• [Task brief]:
Filter the entries for lines with the word "crate".

[Provided entries — start]

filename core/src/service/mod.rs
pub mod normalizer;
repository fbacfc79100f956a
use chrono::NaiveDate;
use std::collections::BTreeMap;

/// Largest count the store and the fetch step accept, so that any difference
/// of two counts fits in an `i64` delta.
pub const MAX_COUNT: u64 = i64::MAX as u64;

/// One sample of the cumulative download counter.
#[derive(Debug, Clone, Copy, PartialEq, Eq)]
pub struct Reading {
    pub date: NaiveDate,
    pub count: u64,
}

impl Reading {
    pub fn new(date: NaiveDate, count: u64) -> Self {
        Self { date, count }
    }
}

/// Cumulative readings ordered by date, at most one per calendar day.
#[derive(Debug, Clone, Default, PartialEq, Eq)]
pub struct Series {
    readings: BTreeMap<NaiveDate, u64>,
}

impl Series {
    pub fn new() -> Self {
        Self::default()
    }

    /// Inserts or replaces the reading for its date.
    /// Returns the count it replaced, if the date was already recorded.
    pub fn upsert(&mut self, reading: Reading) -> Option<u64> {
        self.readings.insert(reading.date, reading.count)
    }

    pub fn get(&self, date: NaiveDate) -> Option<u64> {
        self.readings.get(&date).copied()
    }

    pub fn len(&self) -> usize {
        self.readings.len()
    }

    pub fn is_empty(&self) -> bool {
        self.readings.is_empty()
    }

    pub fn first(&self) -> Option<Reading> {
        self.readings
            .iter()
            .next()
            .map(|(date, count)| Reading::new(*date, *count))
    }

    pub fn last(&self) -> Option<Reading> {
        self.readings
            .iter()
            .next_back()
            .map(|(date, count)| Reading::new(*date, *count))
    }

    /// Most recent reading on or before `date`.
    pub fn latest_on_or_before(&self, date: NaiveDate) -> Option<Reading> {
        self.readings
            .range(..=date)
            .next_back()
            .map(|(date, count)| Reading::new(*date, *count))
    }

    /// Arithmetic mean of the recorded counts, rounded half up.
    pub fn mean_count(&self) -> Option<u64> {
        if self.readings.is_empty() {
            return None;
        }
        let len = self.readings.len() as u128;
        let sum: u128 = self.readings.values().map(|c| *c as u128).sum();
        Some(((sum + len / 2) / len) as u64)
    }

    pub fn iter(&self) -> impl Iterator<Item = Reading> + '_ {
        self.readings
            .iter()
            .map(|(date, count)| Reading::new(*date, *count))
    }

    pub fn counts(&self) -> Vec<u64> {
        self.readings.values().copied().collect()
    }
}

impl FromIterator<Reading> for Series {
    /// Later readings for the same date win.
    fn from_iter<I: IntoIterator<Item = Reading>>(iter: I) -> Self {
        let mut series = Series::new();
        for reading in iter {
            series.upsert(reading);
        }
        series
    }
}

[Provided entries — finish]
[Provided entries — start]

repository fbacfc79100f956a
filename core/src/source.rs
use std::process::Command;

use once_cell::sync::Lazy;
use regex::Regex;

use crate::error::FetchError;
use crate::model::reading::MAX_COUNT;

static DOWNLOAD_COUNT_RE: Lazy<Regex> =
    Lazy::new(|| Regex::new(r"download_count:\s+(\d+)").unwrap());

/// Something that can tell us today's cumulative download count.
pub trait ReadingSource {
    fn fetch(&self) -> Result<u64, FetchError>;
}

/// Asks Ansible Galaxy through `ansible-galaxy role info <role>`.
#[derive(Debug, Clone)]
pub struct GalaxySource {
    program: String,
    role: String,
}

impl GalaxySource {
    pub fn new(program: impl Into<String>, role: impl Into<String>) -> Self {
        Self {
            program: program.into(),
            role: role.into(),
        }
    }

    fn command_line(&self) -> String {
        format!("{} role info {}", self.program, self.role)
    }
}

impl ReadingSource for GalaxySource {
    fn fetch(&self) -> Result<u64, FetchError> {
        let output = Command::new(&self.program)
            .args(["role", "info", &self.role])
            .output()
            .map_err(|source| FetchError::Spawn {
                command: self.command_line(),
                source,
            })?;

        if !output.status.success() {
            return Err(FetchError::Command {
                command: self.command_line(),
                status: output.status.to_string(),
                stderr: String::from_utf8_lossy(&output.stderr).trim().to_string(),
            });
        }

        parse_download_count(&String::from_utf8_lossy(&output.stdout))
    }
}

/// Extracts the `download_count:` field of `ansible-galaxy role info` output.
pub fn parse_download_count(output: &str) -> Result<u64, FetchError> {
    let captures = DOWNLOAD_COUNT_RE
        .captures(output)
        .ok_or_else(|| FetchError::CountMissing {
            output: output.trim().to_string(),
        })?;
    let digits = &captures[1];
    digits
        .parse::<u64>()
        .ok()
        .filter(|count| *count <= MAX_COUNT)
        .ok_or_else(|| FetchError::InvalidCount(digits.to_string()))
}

[Provided entries — finish]

• [Solution to this task]:
use crate::error::FetchError;
use crate::model::reading::MAX_COUNT;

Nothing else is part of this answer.